Spent a couple of hours investigating it, here are my thoughts (they also answer to your questions):

  1. Normalizing boolean expressions and finding duplicates is not an easy task. What I found and read about

    • It is suggested to convert any boolean expression to DNF or CNF (see Computational Complexity) and compare such normal forms, finding duplicates
    • I didn't find a good PHP lib that can take e.g. X & (Y || B) ... string and produce CNF/DNF
    • Other algorithms are yet to be investigated if they exist.
  2. But anyway, I have a strong feeling that we should not integrate such algorithm in the runtime. What we should do is to prevent Infection to generate such mutations in the first place.
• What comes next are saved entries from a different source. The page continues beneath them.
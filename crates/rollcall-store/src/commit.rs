//! Close-time commit of a session snapshot.

use std::sync::Arc;
use std::time::Duration;

use rollcall_session::SessionSnapshot;
use rollcall_types::{AttendanceRecord, SessionId};
use serde::{Deserialize, Serialize};

use crate::{AttendanceStore, CommitError};

/// Retry policy for [`CommitPipeline`].
#[derive(Debug, Clone, Copy, PartialEq, Eq, Serialize, Deserialize)]
pub struct CommitConfig {
    /// Tries per record, including the first. At least 1.
    pub max_attempts: u32,
    /// Pause before each retry.
    pub retry_backoff: Duration,
}

impl Default for CommitConfig {
    fn default() -> Self {
        Self {
            max_attempts: 3,
            retry_backoff: Duration::from_millis(200),
        }
    }
}

impl CommitConfig {
    /// Raise `max_attempts` to at least 1.
    pub fn validated(mut self) -> Self {
        if self.max_attempts == 0 {
            tracing::warn!("commit max_attempts is 0, using 1");
            self.max_attempts = 1;
        }
        self
    }
}

/// Outcome of a fully successful commit.
#[derive(Debug, Clone, PartialEq, Eq)]
pub struct CommitReport {
    pub session_id: SessionId,
    /// Records written. Always the snapshot size on success.
    pub saved: usize,
    /// Records that needed more than one attempt.
    pub retried: usize,
}

/// Persists session snapshots.
///
/// Each submission becomes one [`AttendanceRecord`] written with
/// [`AttendanceStore::upsert_attendance`]. The upsert is keyed on
/// `(participant, session)`, so committing the same snapshot twice, or
/// retrying after a partial failure, converges on the same stored state.
#[derive(Debug)]
pub struct CommitPipeline<S> {
    store: Arc<S>,
    config: CommitConfig,
}

impl<S> Clone for CommitPipeline<S> {
    fn clone(&self) -> Self {
        Self {
            store: Arc::clone(&self.store),
            config: self.config,
        }
    }
}

impl<S: AttendanceStore> CommitPipeline<S> {
    pub fn new(store: Arc<S>, config: CommitConfig) -> Self {
        Self {
            store,
            config: config.validated(),
        }
    }

    pub fn store(&self) -> &Arc<S> {
        &self.store
    }

    pub fn config(&self) -> CommitConfig {
        self.config
    }

    /// Writes every submission in `snapshot`.
    ///
    /// Records are written in submission order, each retried up to
    /// `max_attempts` times. One failing record does not stop the others.
    ///
    /// # Errors
    /// [`CommitError::Partial`] if any record is still unwritten after its
    /// last attempt. The error names those participants; everything else is
    /// durably stored.
    pub async fn commit(&self, snapshot: &SessionSnapshot) -> Result<CommitReport, CommitError> {
        let total = snapshot.len();
        let mut saved = 0;
        let mut retried = 0;
        let mut failed = Vec::new();

        for submission in snapshot.ordered() {
            let record = AttendanceRecord::from_submission(submission);
            match self.write(&record).await {
                Some(attempts) => {
                    saved += 1;
                    if attempts > 1 {
                        retried += 1;
                    }
                }
                None => failed.push(record.participant_id),
            }
        }

        if !failed.is_empty() {
            tracing::error!(
                session_id = %snapshot.session_id,
                saved,
                total,
                failed = failed.len(),
                "partial commit"
            );
            return Err(CommitError::Partial {
                session_id: snapshot.session_id.clone(),
                saved,
                total,
                failed,
            });
        }

        tracing::info!(
            session_id = %snapshot.session_id,
            saved,
            retried,
            "session committed"
        );
        Ok(CommitReport {
            session_id: snapshot.session_id.clone(),
            saved,
            retried,
        })
    }

    /// Returns the number of attempts it took, or `None` once they run out.
    async fn write(&self, record: &AttendanceRecord) -> Option<u32> {
        let mut attempt = 1;
        loop {
            match self.store.upsert_attendance(record).await {
                Ok(()) => return Some(attempt),
                Err(err) if attempt < self.config.max_attempts => {
                    tracing::warn!(
                        participant_id = %record.participant_id,
                        session_id = %record.session_id,
                        attempt,
                        %err,
                        "upsert failed, retrying"
                    );
                    tokio::time::sleep(self.config.retry_backoff).await;
                    attempt += 1;
                }
                Err(err) => {
                    tracing::error!(
                        participant_id = %record.participant_id,
                        session_id = %record.session_id,
                        attempts = attempt,
                        %err,
                        "upsert failed, giving up"
                    );
                    return None;
                }
            }
        }
    }
}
Just like we did here: Trying to remove false positive on logical or. #1801. So, instead of generating N mutations for logical operators (LogicalOr, LogicalAnd, etc.) and then finding duplicates in runtime, we should not generated them at all, teaching Mutators to do as few mutations as possible.

    And this task can be done by creating boolean matrices (truth tables) for each of provided Mutators here: Add negation mutators #1753 (even manually on a paper piece).

  3. I'm sure my small investigation is very high-level and I can be wrong, so any thoughts are welcome.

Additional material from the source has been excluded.